▸ WORK REQUEST
What you return should be each line of the data containing the string "borrow".

▸ GIVEN DATA
use parking_lot::Mutex;
use serde::Serialize;
use serde::de::DeserializeOwned;
use serde_json::{Map, Value};
use std::sync::Arc;
use std::time::Duration;
use tokio::sync::watch;
use tokio::task::JoinHandle;
use tokio::time::Instant;
use tracing::{debug, warn};

use crate::domain::data_set::{DataSetName, DocumentPath};
use crate::domain::user::UserId;
use crate::repository::remote_store::{DocumentSnapshot, DocumentSubscription, RemoteDocumentStore};
use crate::services::write_governor::WriteGovernor;

/// Field of the remote document holding the data set's value.
const VALUE_FIELD: &str = "value";

#[derive(Debug, Clone, Copy, PartialEq, Eq)]
pub struct SyncTimings {
    /// Quiet period after the last update before writing.
    pub debounce: Duration,
    /// Minimum gap between two physical writes of one binding.
    pub min_write_spacing: Duration,
}

impl SyncTimings {
    /// No debounce and no spacing: every update is written right away.
    pub fn immediate() -> Self {
        Self {
            debounce: Duration::ZERO,
            min_write_spacing: Duration::ZERO,
        }
    }
}

impl Default for SyncTimings {
    fn default() -> Self {
        Self {
            debounce: Duration::from_millis(1500),
            min_write_spacing: Duration::from_secs(3),
        }
    }
}

/// Values a binding can hold. Equality decides whether an update or a
/// remote notification changes anything, so it has to agree with JSON
/// equality of the serialized form (use ordered maps, not key-order
/// sensitive containers).
pub trait SyncValue: Clone + PartialEq + Serialize + DeserializeOwned + Send + Sync + 'static {}

impl<T> SyncValue for T where T: Clone + PartialEq + Serialize + DeserializeOwned + Send + Sync + 'static {}

/// Factory for bindings; holds the collaborators every binding shares.
#[derive(Clone)]
pub struct SyncChannel {
    store: Arc<dyn RemoteDocumentStore>,
    governor: WriteGovernor,
    timings: SyncTimings,
}

impl SyncChannel {
    pub fn new(store: Arc<dyn RemoteDocumentStore>, governor: WriteGovernor, timings: SyncTimings) -> Self {
        Self {
            store,
            governor,
            timings,
        }
    }

    pub fn governor(&self) -> &WriteGovernor {
        &self.governor
    }

    pub fn timings(&self) -> SyncTimings {
        self.timings
    }

    /// Binds `data_set` for `user`. With a user, the remote subscription is
    /// opened immediately and the binding reports loading until the first
    /// snapshot arrives.
    ///
    /// Must be called from within a tokio runtime.
    pub fn bind<T: SyncValue>(&self, user: Option<UserId>, data_set: DataSetName, initial: T) -> SyncBinding<T> {
        let (value, _) = watch::channel(initial.clone());
        let (loading, _) = watch::channel(false);
        let shared = Arc::new(Shared {
            data_set,
            initial,
            store: self.store.clone(),
            governor: self.governor.clone(),
            timings: self.timings,
            value,
            loading,
            state: Mutex::new(BindingState::default()),
        });

        let binding = SyncBinding { shared };
        binding.set_user(user);
        binding
    }
}

#[derive(Default)]
struct BindingState {
    user: Option<UserId>,
    /// Bumped whenever the binding is torn down or switches user; work
    /// started under an older generation must not touch state or the store.
    generation: u64,
    next_ticket: u64,
    subscription: Option<JoinHandle<()>>,
    pending: Option<PendingWrite>,
    last_write_at: Option<Instant>,
}

struct PendingWrite {
    ticket: u64,
    handle: JoinHandle<()>,
}

impl BindingState {
    fn owns(&self, generation: u64, ticket: u64) -> bool {
        self.generation == generation && self.pending.as_ref().is_some_and(|p| p.ticket == ticket)
    }

    fn cancel_pending(&mut self) {
        if let Some(pending) = self.pending.take() {
            pending.handle.abort();
        }
    }
}

struct Shared<T> {
    data_set: DataSetName,
    initial: T,
    store: Arc<dyn RemoteDocumentStore>,
    governor: WriteGovernor,
    timings: SyncTimings,
    value: watch::Sender<T>,
    loading: watch::Sender<bool>,
    state: Mutex<BindingState>,
}

impl<T: SyncValue> Shared<T> {
    fn replace_if_changed(&self, next: T) -> bool {
        self.value.send_if_modified(|current| {
            if *current == next {
                false
            } else {
                *current = next;
                true
            }
        })
    }

    fn set_loading(&self, loading: bool) {
        self.loading.send_if_modified(|current| {
            let changed = *current != loading;
            *current = loading;
            changed
        });
    }

    /// Cancels all outstanding work and falls back to the initial value.
    fn teardown(&self, state: &mut BindingState) {
        state.generation += 1;
        if let Some(subscription) = state.subscription.take() {
            subscription.abort();
        }
        state.cancel_pending();
        self.replace_if_changed(self.initial.clone());
        self.set_loading(false);
    }

    fn apply_snapshot(&self, path: &DocumentPath, snapshot: DocumentSnapshot) {
        let next = match snapshot.field(VALUE_FIELD) {
            None | Some(Value::Null) => self.initial.clone(),
            Some(raw) => match serde_json::from_value::<T>(raw.clone()) {
                Ok(value) => value,
                Err(e) => {
                    warn!(path = %path, error = %e, "Ignoring undecodable remote value");
                    self.set_loading(false);
                    return;
                }
            },
        };

        // Equal values are our own write echoing back: no change event.
        if self.replace_if_changed(next) {
            debug!(path = %path, "Applied remote change");
        }
        self.set_loading(false);
    }
}

/// One data set kept in sync with its remote document.
///
/// Local updates apply immediately and are written back after a debounce,
/// spaced out and subject to the shared [`WriteGovernor`]. Remote changes
/// are applied only when they differ from the local value. Dropping the
/// binding cancels its subscription and any write that has not started.
pub struct SyncBinding<T: SyncValue> {
    shared: Arc<Shared<T>>,
}

impl<T: SyncValue> SyncBinding<T> {
    pub fn data_set(&self) -> &DataSetName {
        &self.shared.data_set
    }

    pub fn user(&self) -> Option<UserId> {
        self.shared.state.lock().user.clone()
    }

    pub fn value(&self) -> T {
        self.shared.value.borrow().clone()
    }

    pub fn loading(&self) -> bool {
        *self.shared.loading.borrow()
    }

    /// Reactive view of the value; receivers are notified on every real
    /// change, never on no-op updates or remote echoes.
    pub fn watch(&self) -> watch::Receiver<T> {
        self.shared.value.subscribe()
    }

    pub fn watch_loading(&self) -> watch::Receiver<bool> {
        self.shared.loading.subscribe()
    }

    /// Whether a write is scheduled but not yet sent.
    pub fn has_pending_write(&self) -> bool {
        self.shared
            .state
            .lock()
            .pending
            .as_ref()
            .is_some_and(|pending| !pending.handle.is_finished())
    }

    pub fn set(&self, value: T) {
        self.update(move |_| value);
    }

    /// Applies `change` to the latest local value and schedules the result
    /// for writing. `change` must not call back into this binding.
    pub fn update(&self, change: impl FnOnce(&T) -> T) {
        let shared = &self.shared;
        let mut state = shared.state.lock();

        let Some(user) = state.user.clone() else {
            warn!(data_set = %shared.data_set, "Update ignored: no signed-in user");
            return;
        };

        let next = change(&shared.value.borrow());
        if !shared.replace_if_changed(next.clone()) {
            return;
        }

        state.cancel_pending();
        state.next_ticket += 1;
        let ticket = state.next_ticket;
        let generation = state.generation;
        let path = DocumentPath::new(&user, &shared.data_set);
        let handle = tokio::spawn(write_back(shared.clone(), path, generation, ticket, next));
        state.pending = Some(PendingWrite { ticket, handle });
    }

    /// Switches the signed-in user. Any change, including to `None`,
    /// cancels the old subscription and pending work and resets the value
    /// to its initial state before subscribing for the new user.
    pub fn set_user(&self, user: Option<UserId>) {
        let shared = &self.shared;
        let mut state = shared.state.lock();
        if state.user == user && (user.is_none() || state.subscription.is_some()) {
            return;
        }

        shared.teardown(&mut state);
        state.user = user.clone();
        state.last_write_at = None;

        if let Some(user) = user {
            let path = DocumentPath::new(&user, &shared.data_set);
            shared.set_loading(true);
            let subscription = shared.store.subscribe(&path);
            debug!(path = %path, "Subscribed");
            state.subscription = Some(tokio::spawn(follow_document(
                shared.clone(),
                path,
                state.generation,
                subscription,
            )));
        }
    }
}

impl<T: SyncValue> Drop for SyncBinding<T> {
    fn drop(&mut self) {
        let mut state = self.shared.state.lock();
        self.shared.teardown(&mut state);
    }
}

async fn follow_document<T: SyncValue>(
    shared: Arc<Shared<T>>,
    path: DocumentPath,
    generation: u64,
    mut subscription: DocumentSubscription,
) {
    while let Some(event) = subscription.next().await {
        let state = shared.state.lock();
        if state.generation != generation {
            return;
        }

        match event {
            Ok(snapshot) => shared.apply_snapshot(&path, snapshot),
            Err(e) => {
                // The store client owns reconnection.
                warn!(path = %path, error = %e, "Subscription error");
                shared.set_loading(false);
            }
        }
    }
}

async fn write_back<T: SyncValue>(
    shared: Arc<Shared<T>>,
    path: DocumentPath,
    generation: u64,
    ticket: u64,
    snapshot: T,
) {
    tokio::time::sleep(shared.timings.debounce).await;

    if !shared.state.lock().owns(generation, ticket) {
        return;
    }
    if !shared.governor.attempt_write(&shared.data_set) {
        warn!(path = %path, "Write dropped: circuit breaker open");
        let mut state = shared.state.lock();
        if state.owns(generation, ticket) {
            state.pending = None;
        }
        return;
    }

    let wait = {
        let state = shared.state.lock();
        if !state.owns(generation, ticket) {
            return;
        }
        state
            .last_write_at
            .map(|at| shared.timings.min_write_spacing.saturating_sub(at.elapsed()))
            .unwrap_or_default()
    };
    if !wait.is_zero() {
        debug!(path = %path, wait_ms = wait.as_millis() as u64, "Spacing out write");
        tokio::time::sleep(wait).await;
    }

    {
        let mut state = shared.state.lock();
        if !state.owns(generation, ticket) {
            return;
        }
        // From here on the write is in flight; later updates schedule a
        // new write instead of cancelling this one.
        state.pending = None;
    }

    let payload = match serde_json::to_value(&snapshot) {
        Ok(payload) => payload,
        Err(e) => {
            warn!(path = %path, error = %e, "Could not serialize value for write");
            return;
        }
    };
    let mut partial = Map::new();
    partial.insert(VALUE_FIELD.to_string(), payload);

    match shared.store.merge_write(&path, partial).await {
        Ok(()) => {
            let mut state = shared.state.lock();
            if state.generation == generation {
                state.last_write_at = Some(Instant::now());
            }
            debug!(path = %path, "Write committed");
        }
        // Local state stays as it is; the next successful write reconciles.
        Err(e) => warn!(path = %path, error = %e, "Write failed"),
    }
}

▸ ANSWER
        self.shared.value.borrow().clone()
        *self.shared.loading.borrow()
        let next = change(&shared.value.borrow());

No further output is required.